Chronologically, the first in the foursome is The Winning of Barbara Worth, a late silent film which actually has Cooper in a supporting role, albeit a major one. The title character is an orphan taken in by a man who envisions bringing the water of the Colorado River to the desert. As an adult, Barbara will be wooed by two men: Cooper, the friend she grew up with, and Ronald Colman, who will help develop the critical dam. When the main financier behind the dam refuses to pay for reinforcing it, disaster ensues.

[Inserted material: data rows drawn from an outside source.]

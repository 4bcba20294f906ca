// SPDX-FileCopyrightText: 2025 Jason Pena <jasonpena@awkless.com>
// SPDX-License-Identifier: MIT

//! Event reporting.
//!
//! Emit structured progress events for each push session, separate from
//! human-oriented logging. In human mode each event becomes one short
//! progress line. In JSON mode each event becomes one self-contained JSON
//! record per line, so tooling can follow progress without parsing prose.
//!
//! # Ordering
//!
//! Events of one session are emitted in order: one init event, any number of
//! progress events, and exactly one terminal event. [`SessionReporter`]
//! enforces this. Its terminal methods consume it, and dropping it without a
//! terminal event emits an aborted failure.

use chrono::{DateTime, Utc};
use serde::Serialize;
use std::{
    fmt::{Display, Formatter, Result as FmtResult},
    io::{self, Write},
    str::FromStr,
    sync::{Arc, Mutex},
};
use tracing::warn;
use uuid::Uuid;

/// One structured event record.
#[derive(Debug, Clone, PartialEq, Serialize)]
#[serde(rename_all = "camelCase")]
pub struct Event {
    pub kind: EventKind,
    pub timestamp: DateTime<Utc>,
    pub session_id: Uuid,
    pub status: EventStatus,
    pub message: String,

    /// Stable error name for failure events.
    #[serde(skip_serializing_if = "Option::is_none")]
    pub error_kind: Option<String>,

    #[serde(skip_serializing_if = "Option::is_none")]
    pub data: Option<serde_json::Value>,
}

/// Step of a push session an event belongs to.
#[derive(Debug, Clone, Copy, PartialEq, Eq, Serialize)]
#[serde(rename_all = "snake_case")]
pub enum EventKind {
    Init,
    ResolveCommands,
    ComputeDelta,
    Transfer,
    ExecuteCommand,
    PersistIndex,
    Success,
    Failure,
}

impl EventKind {
    pub fn is_terminal(&self) -> bool {
        matches!(self, Self::Success | Self::Failure)
    }
}

#[derive(Debug, Clone, Copy, PartialEq, Eq, Serialize)]
#[serde(rename_all = "snake_case")]
pub enum EventStatus {
    Started,
    Progress,
    Skipped,
    Warning,
    Succeeded,
    Failed,
}

impl EventStatus {
    fn symbol(&self) -> &'static str {
        match self {
            Self::Started => "◦",
            Self::Progress => "•",
            Self::Skipped => "-",
            Self::Warning => "!",
            Self::Succeeded => "✓",
            Self::Failed => "✗",
        }
    }
}

/// Rendering mode of the event stream.
#[derive(Debug, Default, Clone, Copy, PartialEq, Eq)]
pub enum OutputMode {
    #[default]
    Human,
    Json,
}

impl FromStr for OutputMode {
    type Err = UnknownOutputMode;

    fn from_str(data: &str) -> Result<Self, Self::Err> {
        match data {
            "human" => Ok(Self::Human),
            "json" => Ok(Self::Json),
            other => Err(UnknownOutputMode(other.to_string())),
        }
    }
}

impl Display for OutputMode {
    fn fmt(&self, fmt: &mut Formatter<'_>) -> FmtResult {
        match self {
            Self::Human => fmt.write_str("human"),
            Self::Json => fmt.write_str("json"),
        }
    }
}

#[derive(Debug, Clone, thiserror::Error)]
#[error("unknown output mode {0:?}, expected \"human\" or \"json\"")]
pub struct UnknownOutputMode(String);

/// Destination of rendered events.
pub trait EventSink: Send {
    fn emit(&mut self, event: &Event) -> io::Result<()>;
}

/// Render events as JSON lines.
#[derive(Debug)]
pub struct JsonLines<W: Write + Send>(pub W);

impl<W: Write + Send> EventSink for JsonLines<W> {
    fn emit(&mut self, event: &Event) -> io::Result<()> {
        let line = serde_json::to_string(event)?;
        writeln!(self.0, "{line}")?;
        self.0.flush()
    }
}

/// Render events as short human-readable progress lines.
#[derive(Debug)]
pub struct HumanLines<W: Write + Send>(pub W);

impl<W: Write + Send> EventSink for HumanLines<W> {
    fn emit(&mut self, event: &Event) -> io::Result<()> {
        writeln!(self.0, " {}  {}", event.status.symbol(), event.message)?;
        self.0.flush()
    }
}

/// Shared event reporter.
///
/// Serializes emission from every session onto one sink.
pub struct Reporter {
    sink: Mutex<Box<dyn EventSink>>,
}

impl Reporter {
    pub fn new(sink: impl EventSink + 'static) -> Self {
        Self {
            sink: Mutex::new(Box::new(sink)),
        }
    }

    /// Reporter writing to standard output in the given mode.
    pub fn stdout(mode: OutputMode) -> Self {
        match mode {
            OutputMode::Human => Self::new(HumanLines(io::stdout())),
            OutputMode::Json => Self::new(JsonLines(io::stdout())),
        }
    }

    /// Begin new session, emitting its init event.
    pub fn start_session(self: &Arc<Self>, message: impl Into<String>) -> SessionReporter {
        let session = SessionReporter {
            reporter: Arc::clone(self),
            session_id: Uuid::new_v4(),
            finished: false,
        };
        session.emit(EventKind::Init, EventStatus::Started, message.into(), None, None);
        session
    }

    fn emit(&self, event: Event) {
        let mut sink = match self.sink.lock() {
            Ok(sink) => sink,
            Err(poisoned) => poisoned.into_inner(),
        };
        if let Err(err) = sink.emit(&event) {
            warn!("failed to emit {:?} event: {err}", event.kind);
        }
    }
}

impl std::fmt::Debug for Reporter {
    fn fmt(&self, fmt: &mut Formatter<'_>) -> FmtResult {
        fmt.debug_struct("Reporter").finish_non_exhaustive()
    }
}

/// Event emitter bound to one push session.
#[derive(Debug)]
pub struct SessionReporter {
    reporter: Arc<Reporter>,
    session_id: Uuid,
    finished: bool,
}

impl SessionReporter {
    pub fn session_id(&self) -> Uuid {
        self.session_id
    }

    /// Emit progress of a session step.
    pub fn step(&self, kind: EventKind, status: EventStatus, message: impl Into<String>) {
        debug_assert!(!kind.is_terminal());
        self.emit(kind, status, message.into(), None, None);
    }

    /// Emit progress of a session step with structured payload.
    pub fn step_with(
        &self,
        kind: EventKind,
        status: EventStatus,
        message: impl Into<String>,
        data: serde_json::Value,
    ) {
        debug_assert!(!kind.is_terminal());
        self.emit(kind, status, message.into(), None, Some(data));
    }

    /// Emit terminal success event, ending the session.
    pub fn succeed(mut self, message: impl Into<String>, data: Option<serde_json::Value>) {
        self.finished = true;
        self.emit(EventKind::Success, EventStatus::Succeeded, message.into(), None, data);
    }

    /// Emit terminal failure event, ending the session.
    pub fn fail(mut self, error_kind: &str, message: impl Into<String>) {
        self.finished = true;
        self.emit(
            EventKind::Failure,
            EventStatus::Failed,
            message.into(),
            Some(error_kind.to_string()),
            None,
        );
    }

    fn emit(
        &self,
        kind: EventKind,
        status: EventStatus,
        message: String,
        error_kind: Option<String>,
        data: Option<serde_json::Value>,
    ) {
        self.reporter.emit(Event {
            kind,
            timestamp: Utc::now(),
            session_id: self.session_id,
            status,
            message,
            error_kind,
            data,
        });
    }
}

impl Drop for SessionReporter {
    fn drop(&mut self) {
        if !self.finished {
            self.finished = true;
            self.emit(
                EventKind::Failure,
                EventStatus::Failed,
                "session ended without reporting an outcome".into(),
                Some("aborted".into()),
                None,
            );
        }
    }
}

/// Sink collecting events in memory.
#[derive(Debug, Clone, Default)]
pub struct MemorySink {
    events: Arc<Mutex<Vec<Event>>>,
}

impl MemorySink {
    pub fn new() -> Self {
        Self::default()
    }

    /// Copy of every event emitted so far.
    pub fn events(&self) -> Vec<Event> {
        match self.events.lock() {
            Ok(events) => events.clone(),
            Err(poisoned) => poisoned.into_inner().clone(),
        }
    }
}

impl EventSink for MemorySink {
    fn emit(&mut self, event: &Event) -> io::Result<()> {
        match self.events.lock() {
            Ok(mut events) => events.push(event.clone()),
            Err(poisoned) => poisoned.into_inner().push(event.clone()),
        }
        Ok(())
    }
}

The Cowboy and the Lady has Cooper as a blind date for poor-little-rich-girl Merle Oberon. They fall hard for each other, but she has concealed the fact that she is wealthy since he hates the rich. Eventually, he will find out, and (comic) disaster ensues. In The Real Glory, Cooper is a doctor assigned to a military squad in the post-Spanish American War Philippines. The American troops are there to train the locals so they can protect themselves from raids by the local bandit tribe. As people start being picked off by assassins and cholera, it's up to Cooper to lead a mission to save the day.
In Vera Cruz, Cooper is an ex-Confederate mercenary who goes to Mexico to fight its Civil War for whichever side pays the most. He eventually joins Burt Lancaster and his gang (which includes Charles Buchinsky, later known as Charles Bronson as well as Ernest Borgnine and Jack Elam). Cooper and Lancaster will lead an escort that is taking a countess from Mexico City to Vera Cruz; hidden in her carriage is $3 million in gold, and soon everyone is playing games against each other to get the money.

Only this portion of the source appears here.